The Michael Michaud Walking and Biking Trail is about 85 percent complete and should be finished by Aug. 19, said Ron Paradis, president of R.A. Paradis & Son of Newport, the general contractor handling the work.
“Anything that is finished people are already making use of,” Paradis said Monday. “You see them out there all the time.”
The job was scheduled to be finished on Friday, but Paradis sought a two-week extension to clear up some odds and ends, Town Manager Eugene Conlogue said.
The town contracted with the Maine Department of Transportation in October 2009 to build the trail, which will run about eight-tenths of a mile along both sides of the stream between Stearns High and Granite Street schools.
The town’s plan calls for spending $500,000 in federal grants, $80,625 in DOT funds and $44,375 in municipal funds, of which some will be in-kind work done by town workers.
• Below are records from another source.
//! Common test utilities and helpers
//!
//! - Collaborator stubs and request builders
//! - Log capture for asserting on severity

#![allow(dead_code)]

pub mod fixtures;
pub mod logging;

pub use fixtures::*;
pub use logging::*;
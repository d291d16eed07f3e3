//! Backend Module
//!
//! Server-side code for the Krawl request authentication service: an Axum
//! HTTP server whose middleware resolves an authenticated identity for every
//! request, plus the token lifecycle endpoints.
//!
//! # Architecture
//!
//! - **`server`** - Configuration, application state, app creation
//! - **`routes`** - Route configuration and middleware chain
//! - **`auth`** - Authentication pipeline, tokens, revocation, identities
//! - **`middleware`** - Authentication middleware and route guards
//! - **`error`** - Backend error types and JSON error responses
//!
//! # Module Structure
//!
//! ```text
//! backend/
//! ├── mod.rs          - Module exports and documentation
//! ├── main.rs         - krawl-server binary
//! ├── server/         - Server initialization and state
//! ├── routes/         - Route configuration
//! ├── auth/           - Authentication
//! ├── middleware/     - Request middleware
//! └── error/          - Error types
//! ```
//!
//! # State Management
//!
//! `AppState` holds the authenticator and its collaborators behind `Arc`.
//! The per-request `SecurityContext` lives in the request extensions and is
//! never shared between requests.

/// Server setup and configuration
pub mod server;

/// Route configuration
pub mod routes;

/// Backend error types
pub mod error;

/// Authentication and session management
pub mod auth;

/// Middleware for request processing
pub mod middleware;

pub use error::BackendError;
pub use server::create_app;
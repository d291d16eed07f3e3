//! Server Module
//!
//! Server-side setup: configuration, application state and app creation.
//!
//! # Module Structure
//!
//! ```text
//! server/
//! ├── mod.rs          - Module exports and documentation
//! ├── state.rs        - AppState and FromRef implementations
//! ├── config.rs       - Environment configuration and database loading
//! └── init.rs         - App creation and background tasks
//! ```
//!
//! # Initialization Flow
//!
//! 1. **Configuration Loading**: `AppConfig::from_env` validates JWT and rule settings
//! 2. **Database**: optional PostgreSQL pool with migrations
//! 3. **State Creation**: authenticator, token service and stores
//! 4. **Background Tasks**: revocation sweep
//! 5. **Router Creation**: routes and middleware
//!
//! # Example
//!
//! ```rust,no_run
//! use krawl::backend::server::{create_app, AppConfig};
//!
//! # async fn example() -> Result<(), Box<dyn std::error::Error>> {
//! let config = AppConfig::from_env()?;
//! let app = create_app(&config).await;
//! # Ok(())
//! # }
//! ```

/// Application state management
pub mod state;

/// Server configuration loading
pub mod config;

/// Server initialization
pub mod init;

pub use config::{AppConfig, ConfigError, JwtConfig};
pub use init::{create_app, spawn_revocation_sweep};
pub use state::AppState;
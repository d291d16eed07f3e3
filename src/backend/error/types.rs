/**
 * Backend Error Types
 *
 * This module defines the errors returned by HTTP handlers. Every variant
 * maps to a status code and a stable machine-readable error code.
 *
 * # Error Categories
 *
 * - `Unauthorized` - missing, invalid or revoked credentials
 * - `BadRequest` - request body failed validation
 * - `NotFound` - no route or resource for the request
 * - `Internal` / `Revocation` - server-side failures
 * - `HandlerError` - any other status chosen by a handler
 */

use axum::http::StatusCode;
use thiserror::Error;

use crate::backend::auth::revocation::RevocationError;
use crate::backend::auth::sessions::TokenError;

/// Backend-specific error types
///
/// ```rust
/// use krawl::backend::error::BackendError;
/// use axum::http::StatusCode;
///
/// let err = BackendError::unauthorized("Authentication required");
/// assert_eq!(err.status_code(), StatusCode::UNAUTHORIZED);
/// ```
#[derive(Debug, Error)]
pub enum BackendError {
    #[error("Unauthorized: {0}")]
    Unauthorized(String),

    #[error("Bad request: {0}")]
    BadRequest(String),

    #[error("Not found: {0}")]
    NotFound(String),

    #[error("Internal error: {0}")]
    Internal(String),

    /// Handler error with an explicit status code
    #[error("Handler error: {message}")]
    HandlerError {
        status: StatusCode,
        message: String,
    },

    #[error(transparent)]
    Revocation(#[from] RevocationError),
}

impl BackendError {
    pub fn unauthorized(message: impl Into<String>) -> Self {
        Self::Unauthorized(message.into())
    }

    pub fn bad_request(message: impl Into<String>) -> Self {
        Self::BadRequest(message.into())
    }

    pub fn not_found(message: impl Into<String>) -> Self {
        Self::NotFound(message.into())
    }

    pub fn internal(message: impl Into<String>) -> Self {
        Self::Internal(message.into())
    }

    /// Create a new handler error with a status code
    pub fn handler(status: StatusCode, message: impl Into<String>) -> Self {
        Self::HandlerError {
            status,
            message: message.into(),
        }
    }

    /// Get the HTTP status code for this error
    pub fn status_code(&self) -> StatusCode {
        match self {
            Self::Unauthorized(_) => StatusCode::UNAUTHORIZED,
            Self::BadRequest(_) => StatusCode::BAD_REQUEST,
            Self::NotFound(_) => StatusCode::NOT_FOUND,
            Self::Internal(_) | Self::Revocation(_) => StatusCode::INTERNAL_SERVER_ERROR,
            Self::HandlerError { status, .. } => *status,
        }
    }

    /// Machine-readable error code for the response body
    pub fn error_code(&self) -> &'static str {
        match self.status_code() {
            StatusCode::UNAUTHORIZED => "UNAUTHORIZED",
            StatusCode::BAD_REQUEST => "VALIDATION_ERROR",
            StatusCode::NOT_FOUND => "RESOURCE_NOT_FOUND",
            StatusCode::FORBIDDEN => "FORBIDDEN",
            status if status.is_client_error() => "CLIENT_ERROR",
            _ => "INTERNAL_ERROR",
        }
    }

    /// Get the client-facing error message
    ///
    /// Server-side failures are reported generically; their cause is logged
    /// when the response is built.
    pub fn message(&self) -> String {
        match self {
            Self::Unauthorized(message)
            | Self::BadRequest(message)
            | Self::NotFound(message)
            | Self::HandlerError { message, .. } => message.clone(),
            Self::Internal(_) | Self::Revocation(_) => "An unexpected error occurred".to_string(),
        }
    }
}

impl From<TokenError> for BackendError {
    fn from(err: TokenError) -> Self {
        match err {
            TokenError::Internal(reason) => Self::Internal(reason),
            _ => Self::Unauthorized("Invalid or expired token".to_string()),
        }
    }
}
The federal grants were left over from an earlier project that never materialized.
Katahdin Paper Co. LLC donated nine small parcels of land — plus the playground in the Little Italy section of town — in December to allow town officials to keep the trail as conceived, company officials have said. James W. Sewall Co. of Old Town is overseeing the design and construction of the trail.
The project had been delayed for several reasons, including the lack of the donated parcels and final project approval from the DOT, officials have said. The project will feature a dual trail system with a paved area for walkers, joggers and bicyclists.
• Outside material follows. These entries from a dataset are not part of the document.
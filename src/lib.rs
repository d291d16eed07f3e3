//! Krawl - Request Authentication Service
//!
//! Krawl is the backend of a location-discovery and walking-tour app. This
//! crate provides its request authentication layer: every request passes
//! through a pipeline that resolves an optional bearer token to a user
//! identity without ever rejecting the request itself.
//!
//! # Overview
//!
//! - Bearer token extraction and JWT validation (HS256)
//! - Token revocation with expiry-bound records and a periodic sweep
//! - Identity loading from PostgreSQL or memory
//! - Public/protected endpoint classification driving log severity
//! - Token refresh with rotation, token revocation, current-user endpoint
//!
//! # Usage
//!
//! ```rust,no_run
//! use krawl::backend::server::{create_app, AppConfig};
//!
//! # async fn example() -> Result<(), Box<dyn std::error::Error>> {
//! let config = AppConfig::from_env()?;
//! let app = create_app(&config).await;
//! let listener = tokio::net::TcpListener::bind(("0.0.0.0", config.server_port)).await?;
//! axum::serve(listener, app).await?;
//! # Ok(())
//! # }
//! ```
//!
//! # Error Handling
//!
//! - `AuthFailure` describes why a request stayed anonymous; it is logged,
//!   never returned
//! - `BackendError` is the HTTP error type of handlers and route guards
//! - `ConfigError` aborts startup

/// Backend server-side code
pub mod backend;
With Councilor David Cyr opposing, the Town Council voted 6-1 on Thursday to name the park after the Democrat Michaud, a Millinocket native and East Millinocket resident whose work helped secure the federal and state funding that is getting the trail built, councilors said.
Cyr and resident Bruce Leavitt said they would prefer having local children pick a name for the trail.
Council Chairman John Davis teasingly wondered why the trail wasn’t named after him.
“It goes right by my house,” he said Monday.
“Your driveway could be an off-ramp to it,” Councilor Michael Madore said.
Councilors have said they expected the project would beautify downtown while providing a tourist draw and a recreational outlet.